§ Your assignment
Every record must reappear in the answer exactly as given.

§ Stored data
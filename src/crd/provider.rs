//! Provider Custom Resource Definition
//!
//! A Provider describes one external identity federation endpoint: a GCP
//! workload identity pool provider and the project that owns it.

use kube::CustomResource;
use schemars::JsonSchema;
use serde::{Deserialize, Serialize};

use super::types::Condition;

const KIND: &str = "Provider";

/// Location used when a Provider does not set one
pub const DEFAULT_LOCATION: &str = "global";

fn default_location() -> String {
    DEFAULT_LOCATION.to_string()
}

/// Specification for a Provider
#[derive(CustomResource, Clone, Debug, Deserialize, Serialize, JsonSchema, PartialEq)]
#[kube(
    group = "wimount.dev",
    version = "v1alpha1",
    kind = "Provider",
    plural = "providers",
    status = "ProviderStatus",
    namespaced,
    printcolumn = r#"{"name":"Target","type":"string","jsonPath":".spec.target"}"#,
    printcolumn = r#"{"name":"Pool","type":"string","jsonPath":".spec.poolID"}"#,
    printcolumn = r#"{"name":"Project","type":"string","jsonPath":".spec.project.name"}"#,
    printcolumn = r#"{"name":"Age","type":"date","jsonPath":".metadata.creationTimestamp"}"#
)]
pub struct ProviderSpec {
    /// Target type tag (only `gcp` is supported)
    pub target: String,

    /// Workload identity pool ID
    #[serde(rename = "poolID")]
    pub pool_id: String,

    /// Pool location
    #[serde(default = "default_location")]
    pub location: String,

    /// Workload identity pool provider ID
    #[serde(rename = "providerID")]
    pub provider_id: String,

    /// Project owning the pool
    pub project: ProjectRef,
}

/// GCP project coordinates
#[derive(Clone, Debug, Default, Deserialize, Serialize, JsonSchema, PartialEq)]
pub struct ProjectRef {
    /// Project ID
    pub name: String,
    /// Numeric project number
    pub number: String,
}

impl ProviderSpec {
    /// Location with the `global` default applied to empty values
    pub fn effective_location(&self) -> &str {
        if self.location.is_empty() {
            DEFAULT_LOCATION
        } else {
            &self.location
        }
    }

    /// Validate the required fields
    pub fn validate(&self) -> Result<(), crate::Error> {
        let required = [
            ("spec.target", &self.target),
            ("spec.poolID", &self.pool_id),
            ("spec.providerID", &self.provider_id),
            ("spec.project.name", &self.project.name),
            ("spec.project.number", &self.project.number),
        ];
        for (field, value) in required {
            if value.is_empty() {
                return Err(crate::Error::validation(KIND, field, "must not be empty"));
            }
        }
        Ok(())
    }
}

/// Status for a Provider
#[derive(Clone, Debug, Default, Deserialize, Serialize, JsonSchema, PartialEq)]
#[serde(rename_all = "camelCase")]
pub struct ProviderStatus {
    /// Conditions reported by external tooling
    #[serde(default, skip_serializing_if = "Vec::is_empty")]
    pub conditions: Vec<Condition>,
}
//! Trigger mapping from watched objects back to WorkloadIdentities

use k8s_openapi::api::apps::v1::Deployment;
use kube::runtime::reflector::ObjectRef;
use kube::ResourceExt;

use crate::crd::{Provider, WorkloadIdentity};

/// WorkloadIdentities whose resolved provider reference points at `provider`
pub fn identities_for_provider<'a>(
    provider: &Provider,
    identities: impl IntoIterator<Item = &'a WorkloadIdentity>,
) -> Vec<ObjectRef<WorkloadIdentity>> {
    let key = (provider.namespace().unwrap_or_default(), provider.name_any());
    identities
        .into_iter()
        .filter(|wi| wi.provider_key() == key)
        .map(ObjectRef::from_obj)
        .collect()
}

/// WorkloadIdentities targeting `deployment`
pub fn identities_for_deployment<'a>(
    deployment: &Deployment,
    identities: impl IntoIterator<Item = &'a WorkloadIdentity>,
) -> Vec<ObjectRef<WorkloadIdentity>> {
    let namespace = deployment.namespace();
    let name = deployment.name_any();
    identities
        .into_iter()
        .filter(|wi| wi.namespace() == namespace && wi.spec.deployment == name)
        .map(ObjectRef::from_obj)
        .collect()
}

§ Worked solution
filename src/crd/provider.rs
//! Provider Custom Resource Definition
//!
//! A Provider describes one external identity federation endpoint: a GCP
//! workload identity pool provider and the project that owns it.

use kube::CustomResource;
use schemars::JsonSchema;
use serde::{Deserialize, Serialize};

use super::types::Condition;

const KIND: &str = "Provider";

/// Location used when a Provider does not set one
pub const DEFAULT_LOCATION: &str = "global";

fn default_location() -> String {
    DEFAULT_LOCATION.to_string()
}

/// Specification for a Provider
#[derive(CustomResource, Clone, Debug, Deserialize, Serialize, JsonSchema, PartialEq)]
#[kube(
    group = "wimount.dev",
    version = "v1alpha1",
    kind = "Provider",
    plural = "providers",
    status = "ProviderStatus",
    namespaced,
    printcolumn = r#"{"name":"Target","type":"string","jsonPath":".spec.target"}"#,
    printcolumn = r#"{"name":"Pool","type":"string","jsonPath":".spec.poolID"}"#,
    printcolumn = r#"{"name":"Project","type":"string","jsonPath":".spec.project.name"}"#,
    printcolumn = r#"{"name":"Age","type":"date","jsonPath":".metadata.creationTimestamp"}"#
)]
pub struct ProviderSpec {
    /// Target type tag (only `gcp` is supported)
    pub target: String,

    /// Workload identity pool ID
    #[serde(rename = "poolID")]
    pub pool_id: String,

    /// Pool location
    #[serde(default = "default_location")]
    pub location: String,

    /// Workload identity pool provider ID
    #[serde(rename = "providerID")]
    pub provider_id: String,

    /// Project owning the pool
    pub project: ProjectRef,
}

/// GCP project coordinates
#[derive(Clone, Debug, Default, Deserialize, Serialize, JsonSchema, PartialEq)]
pub struct ProjectRef {
    /// Project ID
    pub name: String,
    /// Numeric project number
    pub number: String,
}

impl ProviderSpec {
    /// Location with the `global` default applied to empty values
    pub fn effective_location(&self) -> &str {
        if self.location.is_empty() {
            DEFAULT_LOCATION
        } else {
            &self.location
        }
    }

    /// Validate the required fields
    pub fn validate(&self) -> Result<(), crate::Error> {
        let required = [
            ("spec.target", &self.target),
            ("spec.poolID", &self.pool_id),
            ("spec.providerID", &self.provider_id),
            ("spec.project.name", &self.project.name),
            ("spec.project.number", &self.project.number),
        ];
        for (field, value) in required {
            if value.is_empty() {
                return Err(crate::Error::validation(KIND, field, "must not be empty"));
            }
        }
        Ok(())
    }
}

/// Status for a Provider
#[derive(Clone, Debug, Default, Deserialize, Serialize, JsonSchema, PartialEq)]
#[serde(rename_all = "camelCase")]
pub struct ProviderStatus {
    /// Conditions reported by external tooling
    #[serde(default, skip_serializing_if = "Vec::is_empty")]
    pub conditions: Vec<Condition>,
}
//! Trigger mapping from watched objects back to WorkloadIdentities

use k8s_openapi::api::apps::v1::Deployment;
use kube::runtime::reflector::ObjectRef;
use kube::ResourceExt;

use crate::crd::{Provider, WorkloadIdentity};

/// WorkloadIdentities whose resolved provider reference points at `provider`
pub fn identities_for_provider<'a>(
    provider: &Provider,
    identities: impl IntoIterator<Item = &'a WorkloadIdentity>,
) -> Vec<ObjectRef<WorkloadIdentity>> {
    let key = (provider.namespace().unwrap_or_default(), provider.name_any());
    identities
        .into_iter()
        .filter(|wi| wi.provider_key() == key)
        .map(ObjectRef::from_obj)
        .collect()
}

/// WorkloadIdentities targeting `deployment`
pub fn identities_for_deployment<'a>(
    deployment: &Deployment,
    identities: impl IntoIterator<Item = &'a WorkloadIdentity>,
) -> Vec<ObjectRef<WorkloadIdentity>> {
    let namespace = deployment.namespace();
    let name = deployment.name_any();
    identities
        .into_iter()
        .filter(|wi| wi.namespace() == namespace && wi.spec.deployment == name)
        .map(ObjectRef::from_obj)
        .collect()
}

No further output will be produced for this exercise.